Asian Music and Dance

Zakir Hussain: Masters of Percussion

In 1994 the San Anselmo, CA-based Moment! record label released an album with the title Masters of Percussion. It was a ten-piece percussion ensemble that the tabla maestro Zakir Hussain had gathered together. The musicians included a handful of Hindustani and Carnatic drum maestros, the US drummer Narada Michael Walden, the Puerto Rican-born conga player Giovanni Hidalgo and the eminent sarangiya (sarangi player) Sultan Khan. It became an enduring and winning formula as well as one with infinite possible variations.

Twenty years on, 2014’s Masters of Percussion provided ample evidence of just how winning that mixed cultural formula has proven. Its septet performed a no-intermission, almost two-hour straight set of variations on tuned percussion themes. 

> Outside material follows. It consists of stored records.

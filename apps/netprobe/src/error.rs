//! Custom error types for netprobe
//!
//! This module provides a unified error type that can be used throughout
//! the application. Probe failures and stop requests are run outcomes, not
//! errors, and never show up here.

use thiserror::Error;

/// Main error type for netprobe operations
#[derive(Error, Debug)]
pub enum NetprobeError {
    /// Database-related errors
    #[error("Database error: {0}")]
    Database(#[from] rusqlite::Error),

    /// IO-related errors
    #[error("IO error: {0}")]
    Io(#[from] std::io::Error),

    /// JSON serialization/deserialization errors
    #[error("JSON error: {0}")]
    Json(#[from] serde_json::Error),

    /// HTTP client errors
    #[error("HTTP error: {0}")]
    Http(#[from] reqwest::Error),

    /// Entity not found errors
    #[error("{entity} not found: {id}")]
    NotFound {
        entity: &'static str,
        id: String,
    },

    /// A run was requested while another one is still in flight
    #[error("A probe run is already in progress")]
    AlreadyRunning,

    /// Configuration errors
    #[error("Configuration error: {0}")]
    Config(String),

    /// General errors with a message
    #[error("{0}")]
    General(String),
}

impl NetprobeError {
    /// Create a not found error
    pub fn not_found(entity: &'static str, id: impl Into<String>) -> Self {
        Self::NotFound {
            entity,
            id: id.into(),
        }
    }

    /// Create a configuration error
    pub fn config(msg: impl Into<String>) -> Self {
        Self::Config(msg.into())
    }
}

/// Result type alias using NetprobeError
pub type Result<T> = std::result::Result<T, NetprobeError>;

Hussain was the one constant factor on the Barbican stage. The consummate showman and the evening’s de facto master of ceremonies, he talked in plain English. He dedicated the evening to the South Indian solid body mandolinist U. Srinivas who had died, aged 45, on 19 September 2014. He made no attempt to announce or back-announce the tāl (rhythm cycle) or time signature. That said, at one point, as Hussain’s silver hammer retuned, he top-tipped that teentāl, the 4+4+4+4  16- beat cycle, makes for easier mid-performance retuning. That was about as technical as the performance got.

This was to be an evening of feeling rhythmicality. No degree in musicology was necessary to get what was happening on the stage. He demystified the intricacies of tabla composition. He compared one terse bols (rhythm syllable) composition to a tweet. It went, “Come, drink, eat, music, go home.” One Raj-era dishoom! bols composition went “cannon: wheel, nozzle, gun, cannonball, flint, boom! boom! boom!” The obscure rendered understandable.

Hussain’s own tabla configuration was a one-bayan (bass) and two-dayan (treble) three-piece affair. It granted various permutations of the tabla’s dayan and bayan ranges and allowed greater timbral changes mid-performance by switching dayan. Additionally he played judicious ‘spot-colour’ percussion such as clappers. In varying permutations from duo to full ensemble, by his side he had Rakesh Chaurasia on bansuri (bamboo flute), the sarangiya son of Sultan Khan, Sabir Khan, the Uzbeki musician Abbos Kosimov on three doyra or dayereh frame drums (with jingles), Deepak Bhatt on the defining Punjabi stick-hit barrel drum dhol and Vijay S. Chavan on the smaller South Indian hand-hit barrel drum, the dholki.

From the opening exchanges between him and Sabir Khan to the final complete ensemble finale it was a magnificent evening. They combined rhythmicality of the highest order and quality with unrepentant entertainment values and visual elements. Hussain’s abilities and sensitivities when accompanying principal soloists are a given. Yet in terms of sensitivity I would rank his empathetic accompaniment of Rakesh Chaurasia – the flautist son of Hariprasad Chaurasia – on a par with Hussain accompanying the bansuri maestro G.S. Sachdev at Ustad Ali Akbar Khan’s 80th birthday gala celebration at the Marin Veterans Auditorium in 1992. Hussain’s endorsement of a new generation of musicians summons memories of what the likes of Ali Akbar Khan and Ravi Shankar did for him. It all comes round again.

There probably has never been a time when humankind hasn’t ineptly bandied around the term genius. It is a word to be used exceeding sparingly. Zakir Hussain Qureshi is a genius of the tabla, rhythmicality and musicality. On this particular October night he was, no question, the gold-standard genius tablawallah on the planet.